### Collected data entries
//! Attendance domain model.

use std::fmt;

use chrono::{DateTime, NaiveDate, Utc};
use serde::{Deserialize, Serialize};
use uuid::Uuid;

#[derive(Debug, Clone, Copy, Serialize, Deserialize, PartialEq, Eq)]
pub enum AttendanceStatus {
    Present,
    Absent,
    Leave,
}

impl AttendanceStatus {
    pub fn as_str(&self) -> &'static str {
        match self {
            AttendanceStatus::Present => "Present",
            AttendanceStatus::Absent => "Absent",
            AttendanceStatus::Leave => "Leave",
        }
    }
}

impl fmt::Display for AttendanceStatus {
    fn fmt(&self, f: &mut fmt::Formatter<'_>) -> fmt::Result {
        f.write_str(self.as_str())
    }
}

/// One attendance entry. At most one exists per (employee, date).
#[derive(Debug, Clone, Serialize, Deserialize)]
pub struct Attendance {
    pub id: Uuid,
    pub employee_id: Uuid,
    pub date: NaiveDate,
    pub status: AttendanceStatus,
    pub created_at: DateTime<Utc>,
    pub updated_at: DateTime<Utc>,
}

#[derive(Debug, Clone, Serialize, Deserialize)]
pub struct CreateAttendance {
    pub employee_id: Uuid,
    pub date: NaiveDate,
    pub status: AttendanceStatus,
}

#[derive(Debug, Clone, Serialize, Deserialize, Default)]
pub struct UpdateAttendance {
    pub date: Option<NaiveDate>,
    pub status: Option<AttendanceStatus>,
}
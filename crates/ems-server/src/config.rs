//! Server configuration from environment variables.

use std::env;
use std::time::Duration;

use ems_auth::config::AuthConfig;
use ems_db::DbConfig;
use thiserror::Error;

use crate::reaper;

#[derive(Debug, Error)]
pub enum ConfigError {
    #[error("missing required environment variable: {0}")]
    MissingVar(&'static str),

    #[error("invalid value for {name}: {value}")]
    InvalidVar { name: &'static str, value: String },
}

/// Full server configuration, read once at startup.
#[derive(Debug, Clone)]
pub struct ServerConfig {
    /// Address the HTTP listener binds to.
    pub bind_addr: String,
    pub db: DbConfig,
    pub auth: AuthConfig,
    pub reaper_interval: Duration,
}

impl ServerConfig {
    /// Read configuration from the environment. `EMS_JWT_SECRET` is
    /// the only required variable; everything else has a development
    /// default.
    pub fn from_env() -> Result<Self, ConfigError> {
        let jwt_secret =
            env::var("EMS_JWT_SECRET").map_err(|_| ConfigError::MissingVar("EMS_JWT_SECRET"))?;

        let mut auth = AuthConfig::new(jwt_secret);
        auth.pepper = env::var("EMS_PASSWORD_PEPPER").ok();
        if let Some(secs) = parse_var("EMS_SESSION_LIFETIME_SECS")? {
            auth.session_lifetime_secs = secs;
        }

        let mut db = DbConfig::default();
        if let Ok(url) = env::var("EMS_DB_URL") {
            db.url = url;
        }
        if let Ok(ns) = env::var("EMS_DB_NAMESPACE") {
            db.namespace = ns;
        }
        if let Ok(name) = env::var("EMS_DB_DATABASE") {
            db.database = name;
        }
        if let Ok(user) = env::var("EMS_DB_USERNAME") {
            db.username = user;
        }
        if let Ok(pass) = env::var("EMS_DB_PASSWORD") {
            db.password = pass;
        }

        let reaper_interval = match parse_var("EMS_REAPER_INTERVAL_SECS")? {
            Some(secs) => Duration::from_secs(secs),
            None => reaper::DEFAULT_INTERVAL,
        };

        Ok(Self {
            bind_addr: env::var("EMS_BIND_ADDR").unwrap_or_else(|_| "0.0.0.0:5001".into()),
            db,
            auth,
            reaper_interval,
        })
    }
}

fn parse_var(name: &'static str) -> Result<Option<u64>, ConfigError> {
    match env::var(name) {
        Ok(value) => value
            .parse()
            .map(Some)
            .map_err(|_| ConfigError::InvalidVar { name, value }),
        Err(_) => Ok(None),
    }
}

### TASK INSTRUCTIONS
All of the data needs to be repeated exactly.

### ANSWER BOX
//! Attendance domain model.

use std::fmt;

use chrono::{DateTime, NaiveDate, Utc};
use serde::{Deserialize, Serialize};
use uuid::Uuid;

#[derive(Debug, Clone, Copy, Serialize, Deserialize, PartialEq, Eq)]
pub enum AttendanceStatus {
    Present,
    Absent,
    Leave,
}

impl AttendanceStatus {
    pub fn as_str(&self) -> &'static str {
        match self {
            AttendanceStatus::Present => "Present",
            AttendanceStatus::Absent => "Absent",
            AttendanceStatus::Leave => "Leave",
        }
    }
}

impl fmt::Display for AttendanceStatus {
    fn fmt(&self, f: &mut fmt::Formatter<'_>) -> fmt::Result {
        f.write_str(self.as_str())
    }
}

/// One attendance entry. At most one exists per (employee, date).
#[derive(Debug, Clone, Serialize, Deserialize)]
pub struct Attendance {
    pub id: Uuid,
    pub employee_id: Uuid,
    pub date: NaiveDate,
    pub status: AttendanceStatus,
    pub created_at: DateTime<Utc>,
    pub updated_at: DateTime<Utc>,
}

#[derive(Debug, Clone, Serialize, Deserialize)]
pub struct CreateAttendance {
    pub employee_id: Uuid,
    pub date: NaiveDate,
    pub status: AttendanceStatus,
}

#[derive(Debug, Clone, Serialize, Deserialize, Default)]
pub struct UpdateAttendance {
    pub date: Option<NaiveDate>,
    pub status: Option<AttendanceStatus>,
}
filename crates/ems-server/src/config.rs
//! Server configuration from environment variables.

use std::env;
use std::time::Duration;

use ems_auth::config::AuthConfig;
use ems_db::DbConfig;
use thiserror::Error;

use crate::reaper;

#[derive(Debug, Error)]
pub enum ConfigError {
    #[error("missing required environment variable: {0}")]
    MissingVar(&'static str),

    #[error("invalid value for {name}: {value}")]
    InvalidVar { name: &'static str, value: String },
}

/// Full server configuration, read once at startup.
#[derive(Debug, Clone)]
pub struct ServerConfig {
    /// Address the HTTP listener binds to.
    pub bind_addr: String,
    pub db: DbConfig,
    pub auth: AuthConfig,
    pub reaper_interval: Duration,
}

impl ServerConfig {
    /// Read configuration from the environment. `EMS_JWT_SECRET` is
    /// the only required variable; everything else has a development
    /// default.
    pub fn from_env() -> Result<Self, ConfigError> {
        let jwt_secret =
            env::var("EMS_JWT_SECRET").map_err(|_| ConfigError::MissingVar("EMS_JWT_SECRET"))?;

        let mut auth = AuthConfig::new(jwt_secret);
        auth.pepper = env::var("EMS_PASSWORD_PEPPER").ok();
        if let Some(secs) = parse_var("EMS_SESSION_LIFETIME_SECS")? {
            auth.session_lifetime_secs = secs;
        }

        let mut db = DbConfig::default();
        if let Ok(url) = env::var("EMS_DB_URL") {
            db.url = url;
        }
        if let Ok(ns) = env::var("EMS_DB_NAMESPACE") {
            db.namespace = ns;
        }
        if let Ok(name) = env::var("EMS_DB_DATABASE") {
            db.database = name;
        }
        if let Ok(user) = env::var("EMS_DB_USERNAME") {
            db.username = user;
        }
        if let Ok(pass) = env::var("EMS_DB_PASSWORD") {
            db.password = pass;
        }

        let reaper_interval = match parse_var("EMS_REAPER_INTERVAL_SECS")? {
            Some(secs) => Duration::from_secs(secs),
            None => reaper::DEFAULT_INTERVAL,
        };

        Ok(Self {
            bind_addr: env::var("EMS_BIND_ADDR").unwrap_or_else(|_| "0.0.0.0:5001".into()),
            db,
            auth,
            reaper_interval,
        })
    }
}

fn parse_var(name: &'static str) -> Result<Option<u64>, ConfigError> {
    match env::var(name) {
        Ok(value) => value
            .parse()
            .map(Some)
            .map_err(|_| ConfigError::InvalidVar { name, value }),
        Err(_) => Ok(None),
    }
}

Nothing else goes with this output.